_What is needed_
Please repeat the lines below exactly. Begin with the line containing "pub fn load_or_default(&self)" and go on through the line containing "section, keeping notifications.".

_Data shown_
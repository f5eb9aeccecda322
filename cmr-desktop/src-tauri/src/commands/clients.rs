use serde::Serialize;
use tauri::State;

use cmr_core::clients::{ClientFilter, ClientRecord};
use cmr_core::listing::{SortDirection, SortKey};

use crate::app::AppState;

#[derive(Serialize)]
#[serde(rename_all = "camelCase")]
pub struct ClientsPayload {
    pub items: Vec<ClientRecord>,
    /// `None` until the user picks a sort; rows stay in book order.
    pub sort_key: Option<SortKey>,
    pub direction: SortDirection,
    pub filter: ClientFilter,
}

async fn payload(state: &State<'_, AppState>) -> ClientsPayload {
    let view = state.clients_view.lock().await;
    ClientsPayload {
        items: view.visible().into_iter().cloned().collect(),
        sort_key: view.sort_key(),
        direction: view.direction(),
        filter: view.filter(),
    }
}

#[tauri::command]
pub async fn list_clients(state: State<'_, AppState>) -> Result<ClientsPayload, String> {
    Ok(payload(&state).await)
}

#[tauri::command]
pub async fn set_clients_sort(
    key: SortKey,
    state: State<'_, AppState>,
) -> Result<ClientsPayload, String> {
    state.clients_view.lock().await.set_sort(key);
    Ok(payload(&state).await)
}

/// Switches the status tab (All / Active / Pending / Completed).
#[tauri::command]
pub async fn set_clients_filter(
    filter: ClientFilter,
    state: State<'_, AppState>,
) -> Result<ClientsPayload, String> {
    state.clients_view.lock().await.set_filter(filter);
    Ok(payload(&state).await)
}
//! File-backed settings persistence.

use std::path::PathBuf;

use tracing::warn;

use cmr_core::error::Result;
use cmr_core::settings::{NotificationSettings, Preferences, UserSettings};

use crate::paths::CmrPaths;
use crate::storage::{AtomicFile, Toml};

/// Stores user settings as a TOML document.
///
/// Missing or unreadable settings fall back to defaults so the
/// settings screen always has something to show.
pub struct SettingsRepository {
    file: AtomicFile<UserSettings, Toml>,
}

impl SettingsRepository {
    /// Creates a repository at the default per-user location.
    pub fn new() -> Result<Self> {
        let path = CmrPaths::default()
            .settings_file()
            .map_err(|e| cmr_core::CmrError::io(e.to_string()))?;
        Ok(Self::with_path(path))
    }

    /// Creates a repository backed by an explicit file path.
    pub fn with_path(path: PathBuf) -> Self {
        Self {
            file: AtomicFile::new(path),
        }
    }

    /// Loads the stored settings, or defaults when nothing usable is
    /// on disk.
    pub fn load_or_default(&self) -> UserSettings {
        match self.file.load() {
            Ok(Some(settings)) => settings,
            Ok(None) => UserSettings::default(),
            Err(e) => {
                warn!(path = %self.file.path().display(), error = %e, "Falling back to default settings");
                UserSettings::default()
            }
        }
    }

    /// Persists the full settings document.
    pub fn save(&self, settings: &UserSettings) -> Result<()> {
        self.file.save(settings)
    }

    /// Replaces only the preferences section, keeping notifications.
    pub fn update_preferences(&self, preferences: Preferences) -> Result<UserSettings> {
        self.apply(|settings| settings.preferences = preferences.clone())
    }

    /// Replaces only the notifications section, keeping preferences.
    pub fn update_notifications(&self, notifications: NotificationSettings) -> Result<UserSettings> {
        self.apply(|settings| settings.notifications = notifications.clone())
    }

    /// Read-modify-write of the stored document, under the file lock.
    ///
    /// An unreadable document is replaced by defaults plus the change,
    /// the same degradation `load_or_default` applies on reads.
    fn apply(&self, f: impl Fn(&mut UserSettings)) -> Result<UserSettings> {
        let mut applied = UserSettings::default();
        let outcome = self.file.update(UserSettings::default(), |settings| {
            f(settings);
            applied = settings.clone();
            Ok(())
        });

        match outcome {
            Ok(()) => Ok(applied),
            Err(e) if e.is_serialization() => {
                warn!(path = %self.file.path().display(), error = %e, "Replacing unreadable settings document");
                let mut settings = UserSettings::default();
                f(&mut settings);
                self.file.save(&settings)?;
                Ok(settings)
            }
            Err(e) => Err(e),
        }
    }
}

#[cfg(test)]
mod tests {
    use super::*;
    use tempfile::TempDir;

    fn repository(temp_dir: &TempDir) -> SettingsRepository {
        SettingsRepository::with_path(temp_dir.path().join("settings.toml"))
    }

    #[test]
    fn test_defaults_when_file_missing() {
        let temp_dir = TempDir::new().unwrap();
        let repo = repository(&temp_dir);

        assert_eq!(repo.load_or_default(), UserSettings::default());
    }

    #[test]
    fn test_save_then_load_round_trip() {
        let temp_dir = TempDir::new().unwrap();
        let repo = repository(&temp_dir);

        let mut settings = UserSettings::default();
        settings.preferences.dark_mode = false;
        settings.notifications.tax_deadlines = false;
        repo.save(&settings).unwrap();

        assert_eq!(repo.load_or_default(), settings);
    }

    #[test]
    fn test_update_preferences_keeps_notifications() {
        let temp_dir = TempDir::new().unwrap();
        let repo = repository(&temp_dir);

        let mut notifications = NotificationSettings::default();
        notifications.client_activity = false;
        repo.update_notifications(notifications.clone()).unwrap();

        let mut preferences = Preferences::default();
        preferences.compact_view = true;
        let settings = repo.update_preferences(preferences.clone()).unwrap();

        assert_eq!(settings.preferences, preferences);
        assert_eq!(settings.notifications, notifications);
    }

    #[test]
    fn test_update_on_unreadable_file_replaces_with_defaults() {
        let temp_dir = TempDir::new().unwrap();
        let path = temp_dir.path().join("settings.toml");
        std::fs::write(&path, "preferences = \"oops\"").unwrap();

        let repo = SettingsRepository::with_path(path);
        let mut preferences = Preferences::default();
        preferences.compact_view = true;
        let settings = repo.update_preferences(preferences.clone()).unwrap();

        assert_eq!(settings.preferences, preferences);
        assert_eq!(settings.notifications, NotificationSettings::default());
        assert_eq!(repo.load_or_default(), settings);
    }

    #[test]
    fn test_update_releases_lock_and_temp_files() {
        let temp_dir = TempDir::new().unwrap();
        let repo = repository(&temp_dir);

        repo.update_preferences(Preferences::default()).unwrap();

        assert!(temp_dir.path().join("settings.toml").exists());
        assert!(!temp_dir.path().join("settings.lock").exists());
        assert!(!temp_dir.path().join(".settings.toml.tmp").exists());
    }

    #[test]
    fn test_unreadable_file_falls_back_to_defaults() {
        let temp_dir = TempDir::new().unwrap();
        let path = temp_dir.path().join("settings.toml");
        std::fs::write(&path, "preferences = \"oops\"").unwrap();

        let repo = SettingsRepository::with_path(path);
        assert_eq!(repo.load_or_default(), UserSettings::default());
    }
}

_Answer to this problem_
    pub fn load_or_default(&self) -> UserSettings {
        match self.file.load() {
            Ok(Some(settings)) => settings,
            Ok(None) => UserSettings::default(),
            Err(e) => {
                warn!(path = %self.file.path().display(), error = %e, "Falling back to default settings");
                UserSettings::default()
            }
        }
    }

    /// Persists the full settings document.
    pub fn save(&self, settings: &UserSettings) -> Result<()> {
        self.file.save(settings)
    }

    /// Replaces only the preferences section, keeping notifications.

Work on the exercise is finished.